⟨

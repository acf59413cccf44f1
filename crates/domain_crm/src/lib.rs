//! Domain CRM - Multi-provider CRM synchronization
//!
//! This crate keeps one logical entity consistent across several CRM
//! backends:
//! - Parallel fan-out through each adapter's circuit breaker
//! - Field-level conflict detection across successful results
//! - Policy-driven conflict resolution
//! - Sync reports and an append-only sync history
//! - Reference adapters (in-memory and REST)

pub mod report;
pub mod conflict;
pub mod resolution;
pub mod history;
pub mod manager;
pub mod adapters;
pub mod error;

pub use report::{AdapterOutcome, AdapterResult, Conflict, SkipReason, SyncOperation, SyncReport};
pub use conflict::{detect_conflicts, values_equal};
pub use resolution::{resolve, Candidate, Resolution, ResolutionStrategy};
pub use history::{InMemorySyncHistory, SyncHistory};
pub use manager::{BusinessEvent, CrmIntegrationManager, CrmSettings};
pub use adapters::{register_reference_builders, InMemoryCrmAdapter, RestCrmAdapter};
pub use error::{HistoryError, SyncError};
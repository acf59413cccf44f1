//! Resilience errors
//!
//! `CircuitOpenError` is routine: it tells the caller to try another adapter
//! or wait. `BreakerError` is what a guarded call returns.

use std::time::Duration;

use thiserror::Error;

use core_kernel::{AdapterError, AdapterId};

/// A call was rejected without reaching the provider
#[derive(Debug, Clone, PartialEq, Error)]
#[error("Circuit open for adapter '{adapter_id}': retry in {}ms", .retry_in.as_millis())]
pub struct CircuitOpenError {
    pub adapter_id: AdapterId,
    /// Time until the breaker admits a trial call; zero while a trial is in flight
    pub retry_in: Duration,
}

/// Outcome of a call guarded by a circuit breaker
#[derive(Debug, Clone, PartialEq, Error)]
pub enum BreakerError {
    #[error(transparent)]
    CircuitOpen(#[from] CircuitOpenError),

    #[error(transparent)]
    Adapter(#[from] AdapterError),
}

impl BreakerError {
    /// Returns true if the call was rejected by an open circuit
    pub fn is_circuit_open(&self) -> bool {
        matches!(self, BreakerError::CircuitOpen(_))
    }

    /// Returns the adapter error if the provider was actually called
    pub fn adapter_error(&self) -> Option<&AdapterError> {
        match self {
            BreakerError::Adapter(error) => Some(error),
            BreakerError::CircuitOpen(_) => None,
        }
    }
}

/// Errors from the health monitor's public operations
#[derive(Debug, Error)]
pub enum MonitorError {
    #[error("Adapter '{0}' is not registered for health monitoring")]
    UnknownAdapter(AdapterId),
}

⟩
⟨

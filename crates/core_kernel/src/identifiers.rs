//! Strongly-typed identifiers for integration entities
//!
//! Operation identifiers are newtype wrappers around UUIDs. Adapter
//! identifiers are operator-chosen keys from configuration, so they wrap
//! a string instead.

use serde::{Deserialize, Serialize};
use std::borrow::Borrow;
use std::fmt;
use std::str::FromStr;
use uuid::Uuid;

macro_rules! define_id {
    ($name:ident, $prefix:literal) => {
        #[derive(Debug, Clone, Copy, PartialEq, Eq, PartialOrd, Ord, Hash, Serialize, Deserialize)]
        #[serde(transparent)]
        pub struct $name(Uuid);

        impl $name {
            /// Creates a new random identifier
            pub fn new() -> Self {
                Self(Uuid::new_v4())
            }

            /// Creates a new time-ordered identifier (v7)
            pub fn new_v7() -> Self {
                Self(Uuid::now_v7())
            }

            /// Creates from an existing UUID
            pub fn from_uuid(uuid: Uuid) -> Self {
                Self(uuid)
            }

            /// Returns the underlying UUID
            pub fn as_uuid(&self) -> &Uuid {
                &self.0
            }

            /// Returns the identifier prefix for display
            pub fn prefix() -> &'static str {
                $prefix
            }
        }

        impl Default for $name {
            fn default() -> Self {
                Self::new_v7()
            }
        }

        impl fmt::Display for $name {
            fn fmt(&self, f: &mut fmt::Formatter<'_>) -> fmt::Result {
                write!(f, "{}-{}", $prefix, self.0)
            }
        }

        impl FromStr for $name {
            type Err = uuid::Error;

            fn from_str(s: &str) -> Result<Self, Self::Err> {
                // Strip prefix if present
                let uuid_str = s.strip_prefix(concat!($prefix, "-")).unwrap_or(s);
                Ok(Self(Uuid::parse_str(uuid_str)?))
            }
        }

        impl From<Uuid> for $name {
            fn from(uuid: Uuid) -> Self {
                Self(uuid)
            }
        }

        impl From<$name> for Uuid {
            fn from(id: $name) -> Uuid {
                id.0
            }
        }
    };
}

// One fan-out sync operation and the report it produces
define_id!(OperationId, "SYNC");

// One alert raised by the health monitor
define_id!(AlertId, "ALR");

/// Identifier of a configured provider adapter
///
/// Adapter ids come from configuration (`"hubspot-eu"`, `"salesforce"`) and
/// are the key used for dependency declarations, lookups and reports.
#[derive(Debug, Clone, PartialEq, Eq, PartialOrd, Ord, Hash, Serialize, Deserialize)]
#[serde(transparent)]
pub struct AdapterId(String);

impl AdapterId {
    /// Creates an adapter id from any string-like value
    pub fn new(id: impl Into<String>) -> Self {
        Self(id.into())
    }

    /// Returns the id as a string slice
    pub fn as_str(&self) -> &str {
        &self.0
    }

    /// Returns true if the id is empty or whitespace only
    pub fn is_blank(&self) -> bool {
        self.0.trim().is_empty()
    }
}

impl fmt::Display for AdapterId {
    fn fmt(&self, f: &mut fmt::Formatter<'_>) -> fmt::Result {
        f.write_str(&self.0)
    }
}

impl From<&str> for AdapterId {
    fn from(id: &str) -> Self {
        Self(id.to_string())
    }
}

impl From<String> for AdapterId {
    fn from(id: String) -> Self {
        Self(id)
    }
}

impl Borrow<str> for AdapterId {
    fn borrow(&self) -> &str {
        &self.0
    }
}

⟩
⟨

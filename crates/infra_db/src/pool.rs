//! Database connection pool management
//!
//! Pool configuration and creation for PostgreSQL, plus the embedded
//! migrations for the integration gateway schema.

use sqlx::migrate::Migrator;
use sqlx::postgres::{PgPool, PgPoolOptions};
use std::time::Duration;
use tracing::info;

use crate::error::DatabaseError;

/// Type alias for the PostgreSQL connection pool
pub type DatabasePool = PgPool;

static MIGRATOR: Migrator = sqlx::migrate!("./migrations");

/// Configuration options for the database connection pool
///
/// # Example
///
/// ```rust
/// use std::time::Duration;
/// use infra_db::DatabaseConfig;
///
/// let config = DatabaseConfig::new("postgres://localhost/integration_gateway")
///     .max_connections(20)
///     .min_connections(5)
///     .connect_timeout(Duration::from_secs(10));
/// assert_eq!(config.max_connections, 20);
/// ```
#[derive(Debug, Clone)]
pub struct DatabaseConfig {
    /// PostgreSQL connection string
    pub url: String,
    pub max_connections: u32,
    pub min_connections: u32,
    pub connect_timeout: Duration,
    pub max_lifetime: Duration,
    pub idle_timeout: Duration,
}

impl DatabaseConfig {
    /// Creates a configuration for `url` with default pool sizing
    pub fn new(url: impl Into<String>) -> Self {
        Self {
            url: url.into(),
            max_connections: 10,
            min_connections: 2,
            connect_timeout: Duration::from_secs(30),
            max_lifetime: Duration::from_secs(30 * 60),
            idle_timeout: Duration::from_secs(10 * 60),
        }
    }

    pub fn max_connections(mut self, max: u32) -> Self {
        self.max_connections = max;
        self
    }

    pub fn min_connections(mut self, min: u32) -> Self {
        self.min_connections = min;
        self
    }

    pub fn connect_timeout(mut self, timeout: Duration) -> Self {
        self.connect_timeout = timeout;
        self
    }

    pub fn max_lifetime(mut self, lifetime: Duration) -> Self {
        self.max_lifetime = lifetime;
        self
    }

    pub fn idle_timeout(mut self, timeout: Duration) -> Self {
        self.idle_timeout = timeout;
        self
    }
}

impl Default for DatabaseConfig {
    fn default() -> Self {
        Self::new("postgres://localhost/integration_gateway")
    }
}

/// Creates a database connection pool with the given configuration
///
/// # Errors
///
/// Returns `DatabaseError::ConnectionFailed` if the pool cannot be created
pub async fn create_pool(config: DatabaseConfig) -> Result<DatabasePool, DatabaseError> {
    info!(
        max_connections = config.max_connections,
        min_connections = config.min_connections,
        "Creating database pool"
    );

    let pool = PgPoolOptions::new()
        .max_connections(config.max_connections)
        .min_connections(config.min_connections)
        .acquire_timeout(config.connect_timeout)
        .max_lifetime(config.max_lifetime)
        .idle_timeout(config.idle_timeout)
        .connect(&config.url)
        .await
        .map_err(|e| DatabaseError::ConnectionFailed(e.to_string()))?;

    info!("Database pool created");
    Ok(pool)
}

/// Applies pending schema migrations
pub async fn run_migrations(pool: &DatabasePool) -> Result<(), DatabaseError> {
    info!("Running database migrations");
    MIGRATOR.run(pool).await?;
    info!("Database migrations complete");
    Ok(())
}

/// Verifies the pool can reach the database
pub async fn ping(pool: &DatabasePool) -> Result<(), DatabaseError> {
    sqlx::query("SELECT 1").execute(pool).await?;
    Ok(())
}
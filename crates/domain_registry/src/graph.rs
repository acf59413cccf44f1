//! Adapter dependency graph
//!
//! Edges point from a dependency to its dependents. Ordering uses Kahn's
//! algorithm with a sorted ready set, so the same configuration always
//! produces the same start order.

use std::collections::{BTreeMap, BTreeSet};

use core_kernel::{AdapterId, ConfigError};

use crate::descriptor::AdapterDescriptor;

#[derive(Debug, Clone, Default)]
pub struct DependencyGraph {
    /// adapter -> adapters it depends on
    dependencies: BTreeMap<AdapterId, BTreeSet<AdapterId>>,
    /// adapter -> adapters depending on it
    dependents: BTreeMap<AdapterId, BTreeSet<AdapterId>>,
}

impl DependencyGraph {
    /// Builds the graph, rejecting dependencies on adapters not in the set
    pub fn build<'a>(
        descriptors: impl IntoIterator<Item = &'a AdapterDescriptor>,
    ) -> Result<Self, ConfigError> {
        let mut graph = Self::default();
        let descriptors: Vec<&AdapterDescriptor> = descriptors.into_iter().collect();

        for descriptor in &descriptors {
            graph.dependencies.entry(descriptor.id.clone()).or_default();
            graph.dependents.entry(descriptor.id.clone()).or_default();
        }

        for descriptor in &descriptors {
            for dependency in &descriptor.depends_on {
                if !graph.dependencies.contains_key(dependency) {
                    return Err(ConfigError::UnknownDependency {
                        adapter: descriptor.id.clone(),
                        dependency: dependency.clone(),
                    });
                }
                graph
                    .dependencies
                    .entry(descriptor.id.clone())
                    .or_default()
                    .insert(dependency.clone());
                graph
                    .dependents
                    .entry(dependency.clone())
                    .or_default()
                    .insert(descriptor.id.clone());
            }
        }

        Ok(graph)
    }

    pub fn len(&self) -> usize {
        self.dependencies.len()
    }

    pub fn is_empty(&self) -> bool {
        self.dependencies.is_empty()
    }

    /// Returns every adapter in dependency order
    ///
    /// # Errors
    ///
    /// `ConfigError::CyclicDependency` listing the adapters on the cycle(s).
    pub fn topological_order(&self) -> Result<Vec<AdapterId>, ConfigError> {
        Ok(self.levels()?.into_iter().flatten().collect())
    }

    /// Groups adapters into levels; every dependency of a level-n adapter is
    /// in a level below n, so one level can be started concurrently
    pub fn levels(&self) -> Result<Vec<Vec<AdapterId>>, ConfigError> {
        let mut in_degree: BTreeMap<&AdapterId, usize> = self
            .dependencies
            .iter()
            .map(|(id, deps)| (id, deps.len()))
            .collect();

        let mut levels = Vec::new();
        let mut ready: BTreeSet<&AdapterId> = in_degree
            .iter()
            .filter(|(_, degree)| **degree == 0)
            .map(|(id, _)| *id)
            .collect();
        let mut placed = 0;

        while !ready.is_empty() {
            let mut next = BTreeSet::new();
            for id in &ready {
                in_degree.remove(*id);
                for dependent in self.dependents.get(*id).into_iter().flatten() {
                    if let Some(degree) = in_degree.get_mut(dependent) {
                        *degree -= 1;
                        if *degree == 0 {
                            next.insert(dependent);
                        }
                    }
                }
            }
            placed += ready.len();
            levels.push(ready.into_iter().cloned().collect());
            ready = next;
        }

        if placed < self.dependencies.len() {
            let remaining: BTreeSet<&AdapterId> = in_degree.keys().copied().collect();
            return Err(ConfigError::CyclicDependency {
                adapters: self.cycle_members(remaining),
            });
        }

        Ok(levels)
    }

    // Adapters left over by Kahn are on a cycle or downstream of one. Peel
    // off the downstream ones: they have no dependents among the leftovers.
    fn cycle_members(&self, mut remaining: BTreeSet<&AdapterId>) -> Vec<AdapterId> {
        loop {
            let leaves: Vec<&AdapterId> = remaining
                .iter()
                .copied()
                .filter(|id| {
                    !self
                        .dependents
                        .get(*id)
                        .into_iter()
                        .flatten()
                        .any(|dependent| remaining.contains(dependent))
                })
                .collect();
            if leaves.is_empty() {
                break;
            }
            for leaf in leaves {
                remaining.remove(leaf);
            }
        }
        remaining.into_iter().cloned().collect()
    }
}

⟩

WHAT THE TASK REQUIRES:
For every line in the listing above that mentions the word "health", make a copy.

REPLY TO THE EXERCISE:
/// Errors from the health monitor's public operations
    #[error("Adapter '{0}' is not registered for health monitoring")]
// One alert raised by the health monitor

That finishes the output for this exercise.